→ **Instructions for the task**
Every line of the entries below that mentions "shared" is to be copied out.

*** Dataset content Section Begins ***

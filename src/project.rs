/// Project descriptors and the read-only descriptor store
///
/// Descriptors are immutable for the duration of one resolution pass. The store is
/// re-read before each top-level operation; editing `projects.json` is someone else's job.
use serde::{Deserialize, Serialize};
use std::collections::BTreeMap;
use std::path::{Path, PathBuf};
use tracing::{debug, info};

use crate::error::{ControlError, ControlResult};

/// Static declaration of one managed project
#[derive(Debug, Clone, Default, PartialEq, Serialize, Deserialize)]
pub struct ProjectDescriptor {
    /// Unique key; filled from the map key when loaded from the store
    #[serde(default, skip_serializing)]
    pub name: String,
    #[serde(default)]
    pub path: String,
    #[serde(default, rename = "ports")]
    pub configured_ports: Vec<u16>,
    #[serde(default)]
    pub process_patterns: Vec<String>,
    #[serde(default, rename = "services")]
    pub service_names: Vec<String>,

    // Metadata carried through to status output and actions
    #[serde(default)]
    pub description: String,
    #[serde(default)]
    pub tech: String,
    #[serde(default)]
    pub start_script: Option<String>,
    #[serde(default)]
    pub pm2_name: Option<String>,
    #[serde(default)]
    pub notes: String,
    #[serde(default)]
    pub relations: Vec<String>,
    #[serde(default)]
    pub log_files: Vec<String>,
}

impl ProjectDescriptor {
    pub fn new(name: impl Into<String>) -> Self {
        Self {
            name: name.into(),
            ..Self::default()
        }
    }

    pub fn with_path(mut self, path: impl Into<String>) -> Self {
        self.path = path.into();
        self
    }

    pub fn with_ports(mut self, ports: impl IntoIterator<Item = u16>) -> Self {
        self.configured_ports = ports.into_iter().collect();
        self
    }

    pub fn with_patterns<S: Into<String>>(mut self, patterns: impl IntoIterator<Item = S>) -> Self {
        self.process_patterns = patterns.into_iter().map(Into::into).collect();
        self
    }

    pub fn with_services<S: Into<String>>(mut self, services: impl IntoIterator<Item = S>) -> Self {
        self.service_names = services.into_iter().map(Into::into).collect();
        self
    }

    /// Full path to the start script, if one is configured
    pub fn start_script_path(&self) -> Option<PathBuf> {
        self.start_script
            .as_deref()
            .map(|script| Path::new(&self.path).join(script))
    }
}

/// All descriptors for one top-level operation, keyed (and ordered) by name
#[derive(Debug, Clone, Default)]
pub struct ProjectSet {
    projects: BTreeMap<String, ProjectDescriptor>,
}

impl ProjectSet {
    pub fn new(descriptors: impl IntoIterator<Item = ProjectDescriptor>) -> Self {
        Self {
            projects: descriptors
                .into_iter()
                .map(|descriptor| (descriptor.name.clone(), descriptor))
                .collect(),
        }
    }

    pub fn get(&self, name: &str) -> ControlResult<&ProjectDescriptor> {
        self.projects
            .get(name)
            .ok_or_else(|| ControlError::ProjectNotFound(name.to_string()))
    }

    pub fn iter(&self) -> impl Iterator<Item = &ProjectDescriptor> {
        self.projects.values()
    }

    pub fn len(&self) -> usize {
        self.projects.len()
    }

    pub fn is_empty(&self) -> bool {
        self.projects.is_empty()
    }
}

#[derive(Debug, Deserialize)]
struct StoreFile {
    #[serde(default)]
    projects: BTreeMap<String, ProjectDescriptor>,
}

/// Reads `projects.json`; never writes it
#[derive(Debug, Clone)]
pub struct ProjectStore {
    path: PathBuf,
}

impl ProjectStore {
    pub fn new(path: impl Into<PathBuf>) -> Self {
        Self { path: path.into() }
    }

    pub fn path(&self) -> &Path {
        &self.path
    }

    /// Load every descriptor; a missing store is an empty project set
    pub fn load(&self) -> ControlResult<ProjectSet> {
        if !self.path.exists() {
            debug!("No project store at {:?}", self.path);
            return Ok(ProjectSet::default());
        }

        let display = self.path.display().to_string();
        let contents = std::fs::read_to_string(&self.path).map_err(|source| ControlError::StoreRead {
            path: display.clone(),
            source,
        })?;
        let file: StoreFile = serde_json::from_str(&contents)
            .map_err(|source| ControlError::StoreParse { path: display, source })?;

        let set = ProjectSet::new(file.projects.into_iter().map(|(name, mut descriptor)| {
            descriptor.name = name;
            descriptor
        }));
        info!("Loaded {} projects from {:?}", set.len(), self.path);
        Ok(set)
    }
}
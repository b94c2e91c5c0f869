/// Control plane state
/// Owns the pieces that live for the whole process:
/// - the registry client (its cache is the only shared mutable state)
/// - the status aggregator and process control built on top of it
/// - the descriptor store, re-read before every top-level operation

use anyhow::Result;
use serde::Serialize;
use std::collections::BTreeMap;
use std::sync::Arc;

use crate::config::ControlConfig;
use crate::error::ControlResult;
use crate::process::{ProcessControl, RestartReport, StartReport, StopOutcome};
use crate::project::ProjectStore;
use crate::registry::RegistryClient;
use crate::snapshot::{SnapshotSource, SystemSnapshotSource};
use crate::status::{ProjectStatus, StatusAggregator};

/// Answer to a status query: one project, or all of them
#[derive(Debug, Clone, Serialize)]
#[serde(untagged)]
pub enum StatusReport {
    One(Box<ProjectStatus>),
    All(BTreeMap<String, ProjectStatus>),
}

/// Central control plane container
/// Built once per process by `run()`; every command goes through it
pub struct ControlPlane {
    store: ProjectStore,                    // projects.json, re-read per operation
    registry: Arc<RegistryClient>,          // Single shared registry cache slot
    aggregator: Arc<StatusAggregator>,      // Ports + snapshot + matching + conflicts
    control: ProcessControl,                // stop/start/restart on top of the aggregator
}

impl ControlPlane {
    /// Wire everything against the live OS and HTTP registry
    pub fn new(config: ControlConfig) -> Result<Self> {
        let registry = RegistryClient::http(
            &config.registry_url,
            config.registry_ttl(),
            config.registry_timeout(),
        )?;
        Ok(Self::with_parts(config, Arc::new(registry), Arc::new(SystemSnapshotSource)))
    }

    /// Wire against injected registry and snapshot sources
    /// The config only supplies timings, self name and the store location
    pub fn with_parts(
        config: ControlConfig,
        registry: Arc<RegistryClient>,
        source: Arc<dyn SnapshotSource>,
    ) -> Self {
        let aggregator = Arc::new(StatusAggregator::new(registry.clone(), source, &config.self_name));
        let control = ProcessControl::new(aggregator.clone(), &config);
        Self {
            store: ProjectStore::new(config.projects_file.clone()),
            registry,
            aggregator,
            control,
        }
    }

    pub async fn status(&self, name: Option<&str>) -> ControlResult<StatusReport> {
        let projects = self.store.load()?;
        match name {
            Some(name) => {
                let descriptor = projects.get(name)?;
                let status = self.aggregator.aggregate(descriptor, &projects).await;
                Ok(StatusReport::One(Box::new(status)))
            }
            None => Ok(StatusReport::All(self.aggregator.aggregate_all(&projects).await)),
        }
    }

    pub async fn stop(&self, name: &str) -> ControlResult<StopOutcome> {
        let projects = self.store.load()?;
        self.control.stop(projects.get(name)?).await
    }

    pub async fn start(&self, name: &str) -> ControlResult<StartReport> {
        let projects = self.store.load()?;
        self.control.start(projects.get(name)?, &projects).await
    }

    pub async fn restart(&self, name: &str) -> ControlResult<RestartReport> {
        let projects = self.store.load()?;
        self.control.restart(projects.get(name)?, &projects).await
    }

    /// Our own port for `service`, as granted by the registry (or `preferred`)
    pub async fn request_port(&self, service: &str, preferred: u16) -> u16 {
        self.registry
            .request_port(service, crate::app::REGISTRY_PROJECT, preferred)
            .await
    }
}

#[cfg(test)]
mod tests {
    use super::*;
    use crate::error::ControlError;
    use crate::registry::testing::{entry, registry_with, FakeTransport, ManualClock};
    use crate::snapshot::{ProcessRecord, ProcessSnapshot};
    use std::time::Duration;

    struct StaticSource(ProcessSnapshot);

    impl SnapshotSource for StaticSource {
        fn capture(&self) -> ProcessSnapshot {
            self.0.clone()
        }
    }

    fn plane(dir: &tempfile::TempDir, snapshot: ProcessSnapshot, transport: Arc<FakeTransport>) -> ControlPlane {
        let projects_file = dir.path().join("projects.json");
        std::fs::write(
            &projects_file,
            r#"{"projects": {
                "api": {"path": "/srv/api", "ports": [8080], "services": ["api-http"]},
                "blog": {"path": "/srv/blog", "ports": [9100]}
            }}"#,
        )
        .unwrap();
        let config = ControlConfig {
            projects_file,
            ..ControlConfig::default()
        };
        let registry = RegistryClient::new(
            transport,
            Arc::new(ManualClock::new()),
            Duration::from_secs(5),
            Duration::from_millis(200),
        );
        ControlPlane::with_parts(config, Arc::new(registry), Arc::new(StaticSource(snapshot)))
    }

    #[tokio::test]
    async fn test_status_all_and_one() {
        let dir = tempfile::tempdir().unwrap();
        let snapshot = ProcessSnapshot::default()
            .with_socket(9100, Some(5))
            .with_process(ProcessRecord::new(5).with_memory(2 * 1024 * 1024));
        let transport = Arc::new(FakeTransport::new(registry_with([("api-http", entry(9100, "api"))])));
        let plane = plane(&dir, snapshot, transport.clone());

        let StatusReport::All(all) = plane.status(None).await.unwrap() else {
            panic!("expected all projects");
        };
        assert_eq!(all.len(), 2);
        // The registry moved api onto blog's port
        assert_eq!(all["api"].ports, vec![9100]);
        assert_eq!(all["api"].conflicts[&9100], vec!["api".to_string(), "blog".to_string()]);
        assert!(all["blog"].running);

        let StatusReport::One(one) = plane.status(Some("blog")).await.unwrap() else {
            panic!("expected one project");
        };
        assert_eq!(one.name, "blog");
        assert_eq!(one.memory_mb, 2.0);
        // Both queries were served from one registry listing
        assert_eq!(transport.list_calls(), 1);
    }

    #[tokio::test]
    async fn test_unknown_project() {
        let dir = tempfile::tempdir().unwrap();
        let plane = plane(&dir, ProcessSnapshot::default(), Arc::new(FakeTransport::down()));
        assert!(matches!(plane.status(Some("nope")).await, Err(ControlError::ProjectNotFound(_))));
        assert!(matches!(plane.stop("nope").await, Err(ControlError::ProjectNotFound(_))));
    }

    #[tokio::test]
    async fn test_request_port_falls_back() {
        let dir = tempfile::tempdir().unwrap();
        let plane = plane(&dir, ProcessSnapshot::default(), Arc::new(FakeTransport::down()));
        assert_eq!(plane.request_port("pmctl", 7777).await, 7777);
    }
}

*** Dataset content Section Ends ***
*** Dataset content Section Begins ***

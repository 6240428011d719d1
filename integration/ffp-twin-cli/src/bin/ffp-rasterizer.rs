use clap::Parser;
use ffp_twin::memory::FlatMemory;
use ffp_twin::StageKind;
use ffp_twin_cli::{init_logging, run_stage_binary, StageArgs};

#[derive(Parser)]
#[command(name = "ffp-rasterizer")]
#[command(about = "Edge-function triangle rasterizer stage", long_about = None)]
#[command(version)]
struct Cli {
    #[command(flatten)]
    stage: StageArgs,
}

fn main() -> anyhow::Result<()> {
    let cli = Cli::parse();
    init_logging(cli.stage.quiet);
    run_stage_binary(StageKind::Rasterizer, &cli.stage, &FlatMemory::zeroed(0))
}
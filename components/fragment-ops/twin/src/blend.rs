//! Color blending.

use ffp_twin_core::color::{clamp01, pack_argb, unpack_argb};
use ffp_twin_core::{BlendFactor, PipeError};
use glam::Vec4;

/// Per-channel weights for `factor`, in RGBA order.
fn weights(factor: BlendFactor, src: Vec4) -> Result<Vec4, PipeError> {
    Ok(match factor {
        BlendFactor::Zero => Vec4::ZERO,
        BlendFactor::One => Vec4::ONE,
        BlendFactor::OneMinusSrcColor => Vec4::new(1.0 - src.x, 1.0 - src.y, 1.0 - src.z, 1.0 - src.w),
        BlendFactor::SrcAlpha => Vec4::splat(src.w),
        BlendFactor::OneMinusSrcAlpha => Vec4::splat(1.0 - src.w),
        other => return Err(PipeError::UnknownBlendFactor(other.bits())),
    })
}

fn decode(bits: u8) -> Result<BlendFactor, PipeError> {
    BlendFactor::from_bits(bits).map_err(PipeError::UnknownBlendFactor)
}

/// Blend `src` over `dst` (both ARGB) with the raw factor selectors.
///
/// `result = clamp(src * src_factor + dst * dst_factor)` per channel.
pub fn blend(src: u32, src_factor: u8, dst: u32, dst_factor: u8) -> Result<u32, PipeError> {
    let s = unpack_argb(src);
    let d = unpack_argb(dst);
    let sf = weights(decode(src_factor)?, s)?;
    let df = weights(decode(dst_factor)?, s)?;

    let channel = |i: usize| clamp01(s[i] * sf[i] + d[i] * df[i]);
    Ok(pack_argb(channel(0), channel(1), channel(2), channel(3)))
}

*** Dataset content Section Ends ***
*** Dataset content Section Begins ***

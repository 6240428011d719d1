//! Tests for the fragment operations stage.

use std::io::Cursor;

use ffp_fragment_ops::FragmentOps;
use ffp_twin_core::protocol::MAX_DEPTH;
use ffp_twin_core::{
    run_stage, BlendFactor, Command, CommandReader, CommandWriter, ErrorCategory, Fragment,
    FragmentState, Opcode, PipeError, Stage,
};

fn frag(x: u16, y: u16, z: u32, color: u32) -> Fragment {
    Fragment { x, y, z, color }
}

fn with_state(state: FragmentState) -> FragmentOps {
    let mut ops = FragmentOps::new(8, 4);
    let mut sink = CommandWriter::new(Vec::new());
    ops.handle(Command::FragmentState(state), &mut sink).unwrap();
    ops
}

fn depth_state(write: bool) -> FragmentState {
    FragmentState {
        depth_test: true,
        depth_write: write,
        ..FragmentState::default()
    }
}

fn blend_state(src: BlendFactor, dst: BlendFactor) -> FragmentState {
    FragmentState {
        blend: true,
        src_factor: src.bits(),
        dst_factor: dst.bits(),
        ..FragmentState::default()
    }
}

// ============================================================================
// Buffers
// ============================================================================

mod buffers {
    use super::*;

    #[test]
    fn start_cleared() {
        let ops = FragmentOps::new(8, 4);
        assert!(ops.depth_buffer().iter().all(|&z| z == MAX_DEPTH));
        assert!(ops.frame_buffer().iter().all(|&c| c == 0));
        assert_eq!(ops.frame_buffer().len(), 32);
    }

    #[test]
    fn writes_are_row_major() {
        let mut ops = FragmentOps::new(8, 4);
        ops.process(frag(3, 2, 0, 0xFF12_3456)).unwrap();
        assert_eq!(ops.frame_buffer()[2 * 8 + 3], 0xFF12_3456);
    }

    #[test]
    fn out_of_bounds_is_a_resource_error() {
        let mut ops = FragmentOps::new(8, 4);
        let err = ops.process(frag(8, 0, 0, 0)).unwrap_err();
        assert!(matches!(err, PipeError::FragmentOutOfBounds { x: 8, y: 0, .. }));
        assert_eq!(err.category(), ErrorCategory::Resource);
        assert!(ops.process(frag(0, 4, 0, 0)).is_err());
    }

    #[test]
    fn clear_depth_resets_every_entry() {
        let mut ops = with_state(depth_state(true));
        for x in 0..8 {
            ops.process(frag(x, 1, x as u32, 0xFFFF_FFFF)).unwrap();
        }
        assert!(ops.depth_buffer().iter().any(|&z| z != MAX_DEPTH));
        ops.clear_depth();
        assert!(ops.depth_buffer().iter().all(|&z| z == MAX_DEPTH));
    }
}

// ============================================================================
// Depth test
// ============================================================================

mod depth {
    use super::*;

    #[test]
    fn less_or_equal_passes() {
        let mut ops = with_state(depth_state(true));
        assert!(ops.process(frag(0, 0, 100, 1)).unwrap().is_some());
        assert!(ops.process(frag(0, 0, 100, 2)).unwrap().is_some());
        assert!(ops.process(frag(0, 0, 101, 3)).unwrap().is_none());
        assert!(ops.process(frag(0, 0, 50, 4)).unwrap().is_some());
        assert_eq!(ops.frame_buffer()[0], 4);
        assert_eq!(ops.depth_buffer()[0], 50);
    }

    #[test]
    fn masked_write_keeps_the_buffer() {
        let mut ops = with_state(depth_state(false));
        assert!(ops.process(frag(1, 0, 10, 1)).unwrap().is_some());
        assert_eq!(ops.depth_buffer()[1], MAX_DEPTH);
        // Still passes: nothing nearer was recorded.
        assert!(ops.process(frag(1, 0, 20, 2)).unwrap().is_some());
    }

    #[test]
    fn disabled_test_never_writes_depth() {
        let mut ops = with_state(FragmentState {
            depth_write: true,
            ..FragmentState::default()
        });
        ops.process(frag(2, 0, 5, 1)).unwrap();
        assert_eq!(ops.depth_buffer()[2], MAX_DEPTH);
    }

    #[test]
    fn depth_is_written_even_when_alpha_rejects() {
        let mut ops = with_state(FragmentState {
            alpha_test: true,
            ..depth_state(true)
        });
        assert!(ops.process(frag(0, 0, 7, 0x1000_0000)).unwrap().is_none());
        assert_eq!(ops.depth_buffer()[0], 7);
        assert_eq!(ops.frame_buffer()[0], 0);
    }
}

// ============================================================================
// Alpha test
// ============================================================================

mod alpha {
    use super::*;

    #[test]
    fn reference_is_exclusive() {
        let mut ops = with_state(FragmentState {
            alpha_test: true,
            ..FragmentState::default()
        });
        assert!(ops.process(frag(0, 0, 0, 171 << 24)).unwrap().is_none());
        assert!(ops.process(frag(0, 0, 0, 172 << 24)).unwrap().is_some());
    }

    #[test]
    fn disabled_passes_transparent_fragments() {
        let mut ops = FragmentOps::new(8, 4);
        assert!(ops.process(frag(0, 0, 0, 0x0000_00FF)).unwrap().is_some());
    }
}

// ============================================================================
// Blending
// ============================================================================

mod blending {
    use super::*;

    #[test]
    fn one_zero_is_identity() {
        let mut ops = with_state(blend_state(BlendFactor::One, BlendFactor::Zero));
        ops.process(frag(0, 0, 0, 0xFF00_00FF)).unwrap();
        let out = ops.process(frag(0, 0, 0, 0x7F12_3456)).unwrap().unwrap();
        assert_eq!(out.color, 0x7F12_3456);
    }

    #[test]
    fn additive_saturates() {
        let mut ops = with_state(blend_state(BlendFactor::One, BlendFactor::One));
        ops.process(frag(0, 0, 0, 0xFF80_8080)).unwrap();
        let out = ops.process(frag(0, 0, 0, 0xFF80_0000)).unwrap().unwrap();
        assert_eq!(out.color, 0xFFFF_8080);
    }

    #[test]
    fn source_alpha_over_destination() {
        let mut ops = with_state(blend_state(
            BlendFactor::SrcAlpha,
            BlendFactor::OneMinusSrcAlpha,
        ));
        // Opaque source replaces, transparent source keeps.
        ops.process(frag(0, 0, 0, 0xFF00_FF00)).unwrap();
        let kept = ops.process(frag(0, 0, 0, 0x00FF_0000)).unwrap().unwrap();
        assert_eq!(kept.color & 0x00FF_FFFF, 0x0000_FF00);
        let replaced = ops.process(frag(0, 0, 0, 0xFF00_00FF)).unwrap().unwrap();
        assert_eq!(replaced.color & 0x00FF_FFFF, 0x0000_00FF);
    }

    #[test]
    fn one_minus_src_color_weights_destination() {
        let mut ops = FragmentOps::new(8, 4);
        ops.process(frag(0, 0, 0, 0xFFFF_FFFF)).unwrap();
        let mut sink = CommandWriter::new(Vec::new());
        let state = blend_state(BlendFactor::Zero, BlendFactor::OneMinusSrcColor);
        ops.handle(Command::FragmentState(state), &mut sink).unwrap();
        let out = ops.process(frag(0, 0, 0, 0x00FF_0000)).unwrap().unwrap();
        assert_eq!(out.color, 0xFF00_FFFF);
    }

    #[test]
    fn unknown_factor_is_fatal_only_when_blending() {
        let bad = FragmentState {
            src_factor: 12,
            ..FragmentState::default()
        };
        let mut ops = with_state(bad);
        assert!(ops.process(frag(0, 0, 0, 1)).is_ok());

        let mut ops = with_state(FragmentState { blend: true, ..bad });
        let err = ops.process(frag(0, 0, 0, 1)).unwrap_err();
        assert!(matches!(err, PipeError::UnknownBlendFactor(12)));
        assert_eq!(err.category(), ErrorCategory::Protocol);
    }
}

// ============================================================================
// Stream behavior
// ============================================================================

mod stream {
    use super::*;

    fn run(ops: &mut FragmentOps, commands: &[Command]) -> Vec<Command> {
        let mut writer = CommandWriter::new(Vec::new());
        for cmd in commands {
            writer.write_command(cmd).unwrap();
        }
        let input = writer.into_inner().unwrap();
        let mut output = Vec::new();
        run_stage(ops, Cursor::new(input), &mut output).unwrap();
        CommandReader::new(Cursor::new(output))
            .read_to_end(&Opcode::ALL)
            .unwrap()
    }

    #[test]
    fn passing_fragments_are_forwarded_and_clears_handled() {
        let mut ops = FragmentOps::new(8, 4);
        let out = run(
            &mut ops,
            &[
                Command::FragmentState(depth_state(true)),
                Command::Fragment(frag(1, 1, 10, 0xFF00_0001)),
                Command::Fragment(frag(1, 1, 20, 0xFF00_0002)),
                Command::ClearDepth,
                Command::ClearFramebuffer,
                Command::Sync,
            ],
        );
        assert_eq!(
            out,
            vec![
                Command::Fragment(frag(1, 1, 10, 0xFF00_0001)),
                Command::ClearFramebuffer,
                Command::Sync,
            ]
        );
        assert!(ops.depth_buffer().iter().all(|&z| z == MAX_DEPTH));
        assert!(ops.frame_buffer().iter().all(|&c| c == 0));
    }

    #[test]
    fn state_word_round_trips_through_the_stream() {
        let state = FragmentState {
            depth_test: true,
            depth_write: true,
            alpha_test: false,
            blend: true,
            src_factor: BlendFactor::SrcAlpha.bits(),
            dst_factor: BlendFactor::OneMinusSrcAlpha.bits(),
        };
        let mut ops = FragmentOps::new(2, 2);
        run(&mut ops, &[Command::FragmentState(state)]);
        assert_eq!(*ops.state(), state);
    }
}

*** Dataset content Section Ends ***

→ **Solved exercise**
/// - the registry client (its cache is the only shared mutable state)
    registry: Arc<RegistryClient>,          // Single shared registry cache slot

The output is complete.